Background information
- Born: Huỳnh Ngọc Tâm Đoan May 5, 1977 (age 49) Bình Dương, Vietnam
- Origin: Toronto, Canada
- Genres: pop
- Occupation: singer
- Labels: Thúy Nga Vân Sơn Entertainment Asia Entertainment
- Spouse: Tiến Dũng ​(m. 2006)​
- Website: www.tamdoanshop.com

= Tâm Đoan =

Vietnamese-Canadian singer (born 1977)

Tâm Đoan (born May 5, 1977) is a Vietnamese-Canadian singer. She and her sister Kristine changed their family name to "Sa" when they started their singing careers.

==Life and career==
Tâm Đoan was born in 1977 in the old Bình Dương province (now part of Ho Chi Minh City). Her stage name is a purple flower in the Central Highlands, while teaching, her mother discovered it and named it Tam Doan. Tam Doan's family includes father, mother and younger sister Kristine Sa.

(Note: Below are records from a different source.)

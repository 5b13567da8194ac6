//! Note attachment
//!
//! Exports list notes as standalone entries. Before alignment each note is
//! folded into the highlight it belongs to, and only highlights go on.

use super::types::Clipping;
use super::ParseError;

/// Attach date-ordered notes to date-ordered highlights.
///
/// Both slices must already be sorted by ascending timestamp. For each note,
/// oldest first, the most recent highlight with the same title whose range
/// ends at the note's location receives it. Notes nobody claims are dropped
/// and described in the returned log lines.
pub fn attach_notes(mut highlights: Vec<Clipping>, notes: &[Clipping]) -> (Vec<Clipping>, Vec<String>) {
    let mut unmatched = Vec::new();

    for note in notes {
        let owner = highlights
            .iter()
            .rposition(|h| h.title == note.title && h.end_location() == note.start_location());

        match owner {
            Some(ix) => {
                let highlight = highlights[ix].clone();
                highlights[ix] = highlight.with_note(&note.content);
            }
            None => {
                tracing::debug!(location = note.start_location(), "Note has no matching highlight");
                unmatched.push(format!(
                    "✘ Note '{}' at location {} could not be matched.",
                    note.content,
                    note.start_location()
                ));
            }
        }
    }

    (highlights, unmatched)
}

/// Attach each note to the clipping right before it, in document order.
///
/// Used for exports where a note is always written directly after the
/// highlight it annotates. Returns the highlights only.
pub fn attach_adjacent_notes(clippings: Vec<Clipping>) -> Result<Vec<Clipping>, ParseError> {
    if clippings.first().is_some_and(Clipping::is_note) {
        return Err(ParseError::LeadingNote);
    }

    let mut highlights: Vec<Clipping> = Vec::with_capacity(clippings.len());
    for clipping in clippings {
        if clipping.is_note() {
            // A note after a note lands on the highlight the previous one did.
            if let Some(previous) = highlights.pop() {
                highlights.push(previous.with_note(&clipping.content));
            }
        } else {
            highlights.push(clipping);
        }
    }

    Ok(highlights)
}

#[cfg(test)]
mod tests {
    use super::*;

    fn highlight(title: &str, location: &str, day: u32, content: &str) -> Clipping {
        let metadata = format!(
            "- Your Highlight | Location {} | Added on Monday, January {}, 2024 10:00:00 AM",
            location, day
        );
        Clipping::new(title, &fix_weekday(&metadata, day), content).unwrap()
    }

    fn note(title: &str, location: u32, day: u32, content: &str) -> Clipping {
        let metadata = format!(
            "- Your Note | Location {} | Added on Monday, January {}, 2024 10:00:00 AM",
            location, day
        );
        Clipping::new(title, &fix_weekday(&metadata, day), content).unwrap()
    }

    // January 2024 starts on a Monday.
    fn fix_weekday(metadata: &str, day: u32) -> String {
        const DAYS: [&str; 7] = [
            "Monday", "Tuesday", "Wednesday", "Thursday", "Friday", "Saturday", "Sunday",
        ];
        metadata.replace("Monday", DAYS[((day - 1) % 7) as usize])
    }

    #[test]
    fn test_note_attaches_to_most_recent_highlight() {
        let highlights = vec![
            highlight("Dune", "1-5", 1, "older"),
            highlight("Dune", "1-5", 2, "newer"),
        ];
        let notes = vec![note("Dune", 5, 3, "remember this")];

        let (highlights, unmatched) = attach_notes(highlights, &notes);

        assert!(unmatched.is_empty());
        assert_eq!(highlights[0].note, None);
        assert_eq!(highlights[1].note.as_deref(), Some("remember this"));
    }

    #[test]
    fn test_note_requires_same_title_and_end() {
        let highlights = vec![
            highlight("Dune", "1-4", 1, "wrong end"),
            highlight("Emma", "1-5", 2, "wrong title"),
        ];
        let notes = vec![note("Dune", 5, 3, "orphan")];

        let (highlights, unmatched) = attach_notes(highlights, &notes);

        assert!(highlights.iter().all(|h| h.note.is_none()));
        assert_eq!(
            unmatched,
            vec!["✘ Note 'orphan' at location 5 could not be matched.".to_string()]
        );
    }

    #[test]
    fn test_adjacent_notes() {
        let clippings = vec![
            Clipping::new("Dune", "Highlight(yellow) - Location 10", "a").unwrap(),
            Clipping::new("Dune", "Note - Location 10", "note on a").unwrap(),
            Clipping::new("Dune", "Highlight(blue) - Location 12", "b").unwrap(),
        ];

        let highlights = attach_adjacent_notes(clippings).unwrap();

        assert_eq!(highlights.len(), 2);
        assert_eq!(highlights[0].note.as_deref(), Some("note on a"));
        assert_eq!(highlights[1].note, None);
    }

    #[test]
    fn test_leading_note_is_fatal() {
        let clippings = vec![Clipping::new("Dune", "Note - Location 1", "x").unwrap()];
        assert!(matches!(
            attach_adjacent_notes(clippings),
            Err(ParseError::LeadingNote)
        ));
    }
}
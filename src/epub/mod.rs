//! EPUB container module
//!
//! Reads an EPUB into memory with the zip crate, finds its XHTML documents
//! through `container.xml` and the OPF (parsed with roxmltree), and writes
//! the archive back out with any edited chapters.

mod opf;
mod parser;
mod types;

use thiserror::Error;

pub use opf::{find_opf_path, parse_opf, resolve_href, ParsedOpf};
pub use parser::EpubBook;
pub use types::{Chapter, ManifestItem};

#[derive(Error, Debug)]
pub enum EpubError {
    #[error("Failed to read ZIP archive: {0}")]
    ZipError(#[from] zip::result::ZipError),

    #[error("Failed to read file: {0}")]
    IoError(#[from] std::io::Error),

    #[error("Invalid EPUB: {0}")]
    InvalidEpub(String),

    #[error("XML parse error: {0}")]
    XmlError(String),

    #[error("Resource not found: {0}")]
    ResourceNotFound(String),

    #[error("Paragraph {index} out of range in {href} ({count} paragraphs)")]
    BlockOutOfRange {
        href: String,
        index: usize,
        count: usize,
    },
}
//! Alignment of clipping text against chapter markup
//!
//! Two steps, coarse then fine:
//!
//! 1. [`locate`] finds the paragraphs whose visible text contains the
//!    clipping, using exact substring search on normalized text.
//! 2. [`min_window_subsequence`] finds the smallest slice of those
//!    paragraphs' raw markup that still contains every character of the
//!    clipping in order, stepping over tags.

mod locator;
mod window;

pub use locator::locate;
pub use window::min_window_subsequence;
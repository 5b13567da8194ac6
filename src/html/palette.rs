//! Highlight colour table

use std::sync::LazyLock;

use regex::Regex;

/// Named colours understood on the command line and in exports
pub const KNOWN_COLORS: [(&str, &str); 7] = [
    ("yellow", "#fff7aeea"),
    ("green", "#b6e4c7eb"),
    ("blue", "#aecbfac5"),
    ("red", "#f28b82ca"),
    ("purple", "#d7aefbd0"),
    ("gray", "#dbd6d6c8"),
    ("dark-gray", "#777777C9"),
];

pub const DEFAULT_COLOR: &str = "yellow";

static HEX_COLOR: LazyLock<Regex> = LazyLock::new(|| {
    Regex::new(r"^#(?:[0-9a-fA-F]{3}|[0-9a-fA-F]{4}|[0-9a-fA-F]{6}|[0-9a-fA-F]{8})$")
        .expect("hex colour pattern is valid")
});

/// `#rgb`, `#rgba`, `#rrggbb` or `#rrggbbaa`
pub fn is_valid_hex_color(value: &str) -> bool {
    HEX_COLOR.is_match(value)
}

/// Colour name to CSS colour lookup
#[derive(Debug, Clone, PartialEq, Eq)]
pub struct Palette {
    entries: Vec<(String, String)>,
}

impl Default for Palette {
    fn default() -> Self {
        Self {
            entries: KNOWN_COLORS
                .iter()
                .map(|(name, code)| (name.to_string(), code.to_string()))
                .collect(),
        }
    }
}

impl Palette {
    /// Code for a colour name, ignoring case
    pub fn get(&self, name: &str) -> Option<&str> {
        let name = name.trim();
        self.entries
            .iter()
            .find(|(n, _)| n.eq_ignore_ascii_case(name))
            .map(|(_, code)| code.as_str())
    }

    pub fn names(&self) -> impl Iterator<Item = &str> {
        self.entries.iter().map(|(n, _)| n.as_str())
    }

    /// Resolve a colour given as a palette name or a hex code
    pub fn resolve(&self, value: &str) -> Option<String> {
        self.get(value)
            .map(str::to_string)
            .or_else(|| is_valid_hex_color(value).then(|| value.to_string()))
    }
}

Since childhood, Tam Doan has been active in the arts at Song Be Children's House Art Team (now Binh Duong Ward, Ho Chi Minh City) and many songs are recorded and broadcast on radio waves of the province. In grade 6 Tam Doan learned more about Mandolin and Guitar.

In 1989, Tam Doan along with his mother and younger sister, left Vietnam to settle in Canada. Here she studied for an extra year of Clarinet in high school.

At the end of 1997, musician Tích Hà introduced Tam Doan to Vân Sơn Entertainment when the center needed a young vocalist. Only in the first year, the name Tam Doan was known thanks to the appearance on 4 video programs (Van Son 7, 8, 9, 10) as well as through 2 CDs Tấm ảnh không hồn and Chuyến tàu hoàng hôn. In the following years, she was released many CDs by Van Son center such as Mùa thu có nhớ, Đếm giọt sầu rơi, Em có nghe mưa rơi...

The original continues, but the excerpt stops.